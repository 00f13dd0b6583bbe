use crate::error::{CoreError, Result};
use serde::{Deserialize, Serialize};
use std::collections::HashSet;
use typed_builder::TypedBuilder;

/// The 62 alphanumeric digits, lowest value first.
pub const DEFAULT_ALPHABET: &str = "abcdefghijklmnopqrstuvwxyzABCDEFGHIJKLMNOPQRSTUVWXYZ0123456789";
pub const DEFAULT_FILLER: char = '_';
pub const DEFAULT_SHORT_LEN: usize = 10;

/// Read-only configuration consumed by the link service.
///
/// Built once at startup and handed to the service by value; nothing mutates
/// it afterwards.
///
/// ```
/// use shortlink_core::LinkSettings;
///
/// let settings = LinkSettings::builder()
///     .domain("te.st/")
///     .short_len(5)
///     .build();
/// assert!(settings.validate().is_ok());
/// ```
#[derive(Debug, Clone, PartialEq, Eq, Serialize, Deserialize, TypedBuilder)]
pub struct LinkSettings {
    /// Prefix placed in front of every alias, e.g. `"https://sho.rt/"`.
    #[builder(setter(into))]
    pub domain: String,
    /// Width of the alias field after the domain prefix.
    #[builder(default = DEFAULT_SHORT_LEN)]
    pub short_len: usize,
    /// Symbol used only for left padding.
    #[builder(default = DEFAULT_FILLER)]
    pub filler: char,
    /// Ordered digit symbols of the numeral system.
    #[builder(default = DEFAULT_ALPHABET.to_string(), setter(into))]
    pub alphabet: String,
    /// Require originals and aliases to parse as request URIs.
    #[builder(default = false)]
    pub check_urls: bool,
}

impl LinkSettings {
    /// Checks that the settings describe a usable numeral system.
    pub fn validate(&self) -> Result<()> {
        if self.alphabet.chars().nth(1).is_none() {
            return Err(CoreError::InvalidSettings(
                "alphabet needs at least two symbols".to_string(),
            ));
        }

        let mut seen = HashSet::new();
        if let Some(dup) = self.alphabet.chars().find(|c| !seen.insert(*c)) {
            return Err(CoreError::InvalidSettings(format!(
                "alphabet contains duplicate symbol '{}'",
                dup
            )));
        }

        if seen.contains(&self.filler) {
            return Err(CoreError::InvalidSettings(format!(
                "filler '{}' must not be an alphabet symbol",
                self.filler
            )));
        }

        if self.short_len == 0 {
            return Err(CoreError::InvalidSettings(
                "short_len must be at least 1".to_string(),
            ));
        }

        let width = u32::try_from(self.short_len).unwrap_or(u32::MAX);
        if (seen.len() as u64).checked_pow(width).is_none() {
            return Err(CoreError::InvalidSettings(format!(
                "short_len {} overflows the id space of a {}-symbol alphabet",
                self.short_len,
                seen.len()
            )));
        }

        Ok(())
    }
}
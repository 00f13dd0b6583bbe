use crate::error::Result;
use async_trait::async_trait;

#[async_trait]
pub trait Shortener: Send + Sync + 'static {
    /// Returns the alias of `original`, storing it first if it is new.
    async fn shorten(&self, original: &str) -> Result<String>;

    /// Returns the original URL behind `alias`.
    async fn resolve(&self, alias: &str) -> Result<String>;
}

___

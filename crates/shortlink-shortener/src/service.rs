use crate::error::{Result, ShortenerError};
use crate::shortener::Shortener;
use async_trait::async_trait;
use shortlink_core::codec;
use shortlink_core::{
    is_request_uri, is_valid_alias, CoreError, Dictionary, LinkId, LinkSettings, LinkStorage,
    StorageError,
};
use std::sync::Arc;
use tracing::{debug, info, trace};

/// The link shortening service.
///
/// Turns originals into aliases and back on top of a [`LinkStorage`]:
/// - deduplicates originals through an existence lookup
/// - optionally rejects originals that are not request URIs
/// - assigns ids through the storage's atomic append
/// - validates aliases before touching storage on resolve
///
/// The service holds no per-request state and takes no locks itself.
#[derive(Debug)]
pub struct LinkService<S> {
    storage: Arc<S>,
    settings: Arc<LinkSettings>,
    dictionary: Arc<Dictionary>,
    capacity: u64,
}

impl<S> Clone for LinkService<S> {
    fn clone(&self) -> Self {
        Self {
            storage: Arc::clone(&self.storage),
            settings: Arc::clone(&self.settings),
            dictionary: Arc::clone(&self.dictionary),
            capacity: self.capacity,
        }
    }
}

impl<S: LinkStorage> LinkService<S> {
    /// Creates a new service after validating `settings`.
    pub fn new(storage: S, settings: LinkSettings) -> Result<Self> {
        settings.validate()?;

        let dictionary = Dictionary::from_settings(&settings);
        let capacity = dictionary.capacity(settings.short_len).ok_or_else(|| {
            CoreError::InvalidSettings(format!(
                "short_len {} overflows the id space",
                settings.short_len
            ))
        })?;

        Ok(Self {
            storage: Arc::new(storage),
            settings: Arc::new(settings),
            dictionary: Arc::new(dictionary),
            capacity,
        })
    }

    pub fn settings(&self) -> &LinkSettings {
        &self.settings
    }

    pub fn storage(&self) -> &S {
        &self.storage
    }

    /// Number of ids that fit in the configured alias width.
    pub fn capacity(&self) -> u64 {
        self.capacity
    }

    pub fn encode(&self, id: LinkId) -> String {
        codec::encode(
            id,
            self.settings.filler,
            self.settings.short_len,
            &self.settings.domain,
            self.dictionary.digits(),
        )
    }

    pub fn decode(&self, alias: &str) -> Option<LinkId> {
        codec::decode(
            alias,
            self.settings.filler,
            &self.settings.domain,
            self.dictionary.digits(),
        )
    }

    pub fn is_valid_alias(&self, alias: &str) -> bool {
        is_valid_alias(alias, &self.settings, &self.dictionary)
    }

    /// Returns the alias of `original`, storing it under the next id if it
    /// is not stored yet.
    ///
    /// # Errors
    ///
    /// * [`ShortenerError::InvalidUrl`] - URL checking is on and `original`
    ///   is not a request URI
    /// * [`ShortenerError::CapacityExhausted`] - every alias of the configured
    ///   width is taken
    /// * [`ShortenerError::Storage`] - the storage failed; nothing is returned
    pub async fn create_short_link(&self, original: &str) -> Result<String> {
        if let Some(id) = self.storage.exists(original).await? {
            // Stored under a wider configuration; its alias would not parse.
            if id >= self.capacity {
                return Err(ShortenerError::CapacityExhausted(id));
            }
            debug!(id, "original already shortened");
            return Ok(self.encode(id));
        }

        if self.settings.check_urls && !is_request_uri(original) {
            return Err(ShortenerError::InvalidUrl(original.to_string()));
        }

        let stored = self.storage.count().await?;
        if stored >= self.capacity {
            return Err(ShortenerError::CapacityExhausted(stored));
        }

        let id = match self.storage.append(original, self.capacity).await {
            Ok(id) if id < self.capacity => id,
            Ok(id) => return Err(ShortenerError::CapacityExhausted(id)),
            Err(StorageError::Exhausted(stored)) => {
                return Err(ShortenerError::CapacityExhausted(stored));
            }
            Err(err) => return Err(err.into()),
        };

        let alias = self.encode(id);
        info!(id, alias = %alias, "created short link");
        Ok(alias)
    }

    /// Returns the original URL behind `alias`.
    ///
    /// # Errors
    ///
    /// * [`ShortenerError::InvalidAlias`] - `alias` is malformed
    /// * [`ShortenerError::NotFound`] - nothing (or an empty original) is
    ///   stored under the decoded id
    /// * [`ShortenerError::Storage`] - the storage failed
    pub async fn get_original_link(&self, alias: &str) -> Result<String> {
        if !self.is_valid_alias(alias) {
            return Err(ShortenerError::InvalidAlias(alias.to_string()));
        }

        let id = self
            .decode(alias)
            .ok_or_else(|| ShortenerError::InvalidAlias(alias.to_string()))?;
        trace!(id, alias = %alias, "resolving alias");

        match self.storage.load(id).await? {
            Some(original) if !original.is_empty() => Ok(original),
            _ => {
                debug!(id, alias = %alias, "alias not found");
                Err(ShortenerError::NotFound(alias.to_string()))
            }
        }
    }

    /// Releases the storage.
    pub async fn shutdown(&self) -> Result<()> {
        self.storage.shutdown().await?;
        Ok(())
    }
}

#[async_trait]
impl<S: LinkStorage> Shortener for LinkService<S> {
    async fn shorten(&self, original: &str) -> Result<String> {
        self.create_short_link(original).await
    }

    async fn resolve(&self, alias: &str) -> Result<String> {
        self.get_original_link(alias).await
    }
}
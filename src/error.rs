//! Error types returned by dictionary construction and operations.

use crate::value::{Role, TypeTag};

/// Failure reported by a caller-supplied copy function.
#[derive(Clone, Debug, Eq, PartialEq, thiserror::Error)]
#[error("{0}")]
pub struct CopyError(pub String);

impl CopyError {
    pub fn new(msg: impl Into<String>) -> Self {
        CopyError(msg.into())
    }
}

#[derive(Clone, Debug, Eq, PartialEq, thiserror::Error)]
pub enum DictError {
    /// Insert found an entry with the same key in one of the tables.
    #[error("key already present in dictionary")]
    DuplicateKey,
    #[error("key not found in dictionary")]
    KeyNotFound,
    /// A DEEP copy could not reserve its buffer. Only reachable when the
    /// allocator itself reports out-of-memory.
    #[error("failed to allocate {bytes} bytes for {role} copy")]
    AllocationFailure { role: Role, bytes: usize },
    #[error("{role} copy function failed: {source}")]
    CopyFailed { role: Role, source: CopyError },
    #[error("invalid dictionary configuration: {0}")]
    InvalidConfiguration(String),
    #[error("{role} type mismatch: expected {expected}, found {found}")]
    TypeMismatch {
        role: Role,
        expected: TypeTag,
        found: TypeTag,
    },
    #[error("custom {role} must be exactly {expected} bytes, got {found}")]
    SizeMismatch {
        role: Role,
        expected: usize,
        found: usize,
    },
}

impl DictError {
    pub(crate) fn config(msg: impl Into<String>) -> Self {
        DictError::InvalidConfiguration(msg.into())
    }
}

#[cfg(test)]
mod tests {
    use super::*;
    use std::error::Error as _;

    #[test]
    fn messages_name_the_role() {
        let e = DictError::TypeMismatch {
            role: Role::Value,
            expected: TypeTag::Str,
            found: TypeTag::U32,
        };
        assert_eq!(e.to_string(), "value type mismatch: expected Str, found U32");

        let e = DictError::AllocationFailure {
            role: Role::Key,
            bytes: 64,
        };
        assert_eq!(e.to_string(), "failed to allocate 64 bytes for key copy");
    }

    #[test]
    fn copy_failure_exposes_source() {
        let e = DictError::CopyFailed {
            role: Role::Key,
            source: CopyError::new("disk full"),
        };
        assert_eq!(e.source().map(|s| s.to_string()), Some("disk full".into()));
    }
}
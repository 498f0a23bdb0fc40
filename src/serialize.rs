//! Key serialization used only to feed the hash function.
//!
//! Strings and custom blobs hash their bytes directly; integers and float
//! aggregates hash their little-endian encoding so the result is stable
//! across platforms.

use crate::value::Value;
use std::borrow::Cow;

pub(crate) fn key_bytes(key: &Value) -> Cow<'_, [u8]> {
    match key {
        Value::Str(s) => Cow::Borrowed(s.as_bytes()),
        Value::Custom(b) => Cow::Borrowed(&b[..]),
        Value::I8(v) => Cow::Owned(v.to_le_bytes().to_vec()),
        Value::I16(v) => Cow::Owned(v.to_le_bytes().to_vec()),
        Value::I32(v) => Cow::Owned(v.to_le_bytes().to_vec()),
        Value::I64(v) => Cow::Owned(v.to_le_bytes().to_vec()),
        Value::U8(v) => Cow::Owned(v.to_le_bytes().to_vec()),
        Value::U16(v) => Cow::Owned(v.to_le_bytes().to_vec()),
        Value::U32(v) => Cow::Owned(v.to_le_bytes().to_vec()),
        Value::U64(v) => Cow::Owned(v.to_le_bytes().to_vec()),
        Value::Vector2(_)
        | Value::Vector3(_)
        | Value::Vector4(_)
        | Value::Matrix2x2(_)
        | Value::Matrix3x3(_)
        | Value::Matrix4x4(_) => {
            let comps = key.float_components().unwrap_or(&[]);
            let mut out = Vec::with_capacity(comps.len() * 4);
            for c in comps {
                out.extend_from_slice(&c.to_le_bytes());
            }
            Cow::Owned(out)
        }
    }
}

___

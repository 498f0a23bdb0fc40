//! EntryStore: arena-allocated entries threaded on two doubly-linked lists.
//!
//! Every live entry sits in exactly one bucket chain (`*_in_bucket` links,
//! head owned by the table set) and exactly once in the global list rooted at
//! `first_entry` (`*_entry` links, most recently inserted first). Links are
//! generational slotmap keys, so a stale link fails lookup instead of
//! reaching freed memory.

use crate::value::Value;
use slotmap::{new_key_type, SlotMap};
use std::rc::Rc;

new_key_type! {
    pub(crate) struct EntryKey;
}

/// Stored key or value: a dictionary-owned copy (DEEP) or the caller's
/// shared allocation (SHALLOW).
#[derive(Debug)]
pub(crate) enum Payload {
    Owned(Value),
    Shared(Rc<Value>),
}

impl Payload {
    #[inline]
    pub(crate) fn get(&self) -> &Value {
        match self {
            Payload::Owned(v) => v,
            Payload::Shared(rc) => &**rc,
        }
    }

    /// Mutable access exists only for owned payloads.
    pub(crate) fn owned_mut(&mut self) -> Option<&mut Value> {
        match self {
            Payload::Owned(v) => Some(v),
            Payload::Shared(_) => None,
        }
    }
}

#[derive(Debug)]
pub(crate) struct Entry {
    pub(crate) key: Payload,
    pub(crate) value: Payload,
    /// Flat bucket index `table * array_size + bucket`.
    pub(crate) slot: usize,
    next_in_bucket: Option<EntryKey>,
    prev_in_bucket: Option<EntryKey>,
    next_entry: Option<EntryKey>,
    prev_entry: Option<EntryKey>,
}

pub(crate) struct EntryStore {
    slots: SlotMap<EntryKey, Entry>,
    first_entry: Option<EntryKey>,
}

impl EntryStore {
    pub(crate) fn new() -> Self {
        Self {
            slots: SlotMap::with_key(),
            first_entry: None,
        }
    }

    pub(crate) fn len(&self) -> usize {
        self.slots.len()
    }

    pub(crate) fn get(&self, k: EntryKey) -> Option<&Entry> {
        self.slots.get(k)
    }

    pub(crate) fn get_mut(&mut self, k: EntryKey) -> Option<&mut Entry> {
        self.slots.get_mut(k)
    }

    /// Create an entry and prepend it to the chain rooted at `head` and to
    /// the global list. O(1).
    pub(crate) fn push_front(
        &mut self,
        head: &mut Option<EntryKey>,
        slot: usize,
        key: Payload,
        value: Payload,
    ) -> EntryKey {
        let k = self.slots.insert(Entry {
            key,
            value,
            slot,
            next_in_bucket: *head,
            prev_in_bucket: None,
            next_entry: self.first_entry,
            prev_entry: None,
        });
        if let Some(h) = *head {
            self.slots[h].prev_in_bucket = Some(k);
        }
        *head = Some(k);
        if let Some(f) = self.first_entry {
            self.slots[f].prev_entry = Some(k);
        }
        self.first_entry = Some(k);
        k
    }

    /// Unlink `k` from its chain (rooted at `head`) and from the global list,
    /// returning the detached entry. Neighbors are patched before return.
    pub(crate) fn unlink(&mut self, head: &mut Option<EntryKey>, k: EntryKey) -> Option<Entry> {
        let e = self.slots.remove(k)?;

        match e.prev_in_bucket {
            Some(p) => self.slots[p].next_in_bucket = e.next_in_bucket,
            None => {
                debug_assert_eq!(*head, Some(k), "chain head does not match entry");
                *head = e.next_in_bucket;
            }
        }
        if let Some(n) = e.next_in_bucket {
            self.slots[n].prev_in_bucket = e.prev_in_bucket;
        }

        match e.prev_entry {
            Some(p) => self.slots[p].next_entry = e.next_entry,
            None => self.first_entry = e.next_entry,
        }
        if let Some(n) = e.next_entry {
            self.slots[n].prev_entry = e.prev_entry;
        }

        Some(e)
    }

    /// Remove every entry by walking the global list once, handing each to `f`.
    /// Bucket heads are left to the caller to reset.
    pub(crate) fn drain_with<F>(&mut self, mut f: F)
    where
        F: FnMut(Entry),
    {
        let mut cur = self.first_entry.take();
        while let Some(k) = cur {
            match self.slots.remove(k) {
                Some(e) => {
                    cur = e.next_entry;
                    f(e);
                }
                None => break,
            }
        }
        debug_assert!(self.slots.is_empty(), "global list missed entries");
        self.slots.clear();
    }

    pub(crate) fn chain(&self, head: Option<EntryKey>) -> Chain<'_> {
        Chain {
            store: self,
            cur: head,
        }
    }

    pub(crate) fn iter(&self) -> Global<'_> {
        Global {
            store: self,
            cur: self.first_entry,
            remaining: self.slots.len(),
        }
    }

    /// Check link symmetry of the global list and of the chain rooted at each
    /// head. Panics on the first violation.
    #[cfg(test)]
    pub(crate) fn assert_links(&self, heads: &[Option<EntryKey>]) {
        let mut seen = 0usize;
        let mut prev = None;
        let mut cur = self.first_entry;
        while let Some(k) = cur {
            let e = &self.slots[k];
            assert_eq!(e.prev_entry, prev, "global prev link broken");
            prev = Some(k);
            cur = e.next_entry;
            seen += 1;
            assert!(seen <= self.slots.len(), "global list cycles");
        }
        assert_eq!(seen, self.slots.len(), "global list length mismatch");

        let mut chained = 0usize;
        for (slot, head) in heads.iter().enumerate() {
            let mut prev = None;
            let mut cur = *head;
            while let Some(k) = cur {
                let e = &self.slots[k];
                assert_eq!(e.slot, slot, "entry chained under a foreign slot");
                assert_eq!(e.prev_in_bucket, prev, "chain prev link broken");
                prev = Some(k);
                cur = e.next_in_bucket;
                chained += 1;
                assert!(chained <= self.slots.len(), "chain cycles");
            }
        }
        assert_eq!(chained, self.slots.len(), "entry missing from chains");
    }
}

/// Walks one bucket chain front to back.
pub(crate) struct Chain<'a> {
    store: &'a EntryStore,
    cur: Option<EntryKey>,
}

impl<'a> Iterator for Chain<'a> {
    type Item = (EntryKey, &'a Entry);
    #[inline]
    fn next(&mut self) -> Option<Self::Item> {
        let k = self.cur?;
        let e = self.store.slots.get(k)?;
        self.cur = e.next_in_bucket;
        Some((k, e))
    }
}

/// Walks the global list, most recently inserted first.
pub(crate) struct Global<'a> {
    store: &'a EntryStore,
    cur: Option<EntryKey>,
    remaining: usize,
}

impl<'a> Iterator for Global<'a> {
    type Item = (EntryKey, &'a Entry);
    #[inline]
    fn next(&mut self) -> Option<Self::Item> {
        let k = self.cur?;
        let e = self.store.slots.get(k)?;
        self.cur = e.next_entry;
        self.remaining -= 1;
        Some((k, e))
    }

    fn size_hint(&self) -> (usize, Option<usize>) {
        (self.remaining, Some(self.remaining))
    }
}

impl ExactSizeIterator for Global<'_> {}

___

**Task to carry out**
All lines from the listing above that include "LinkId" should be shown.

**Result of this exercise**
    is_request_uri, is_valid_alias, CoreError, Dictionary, LinkId, LinkSettings, LinkStorage,
    pub fn encode(&self, id: LinkId) -> String {
    pub fn decode(&self, alias: &str) -> Option<LinkId> {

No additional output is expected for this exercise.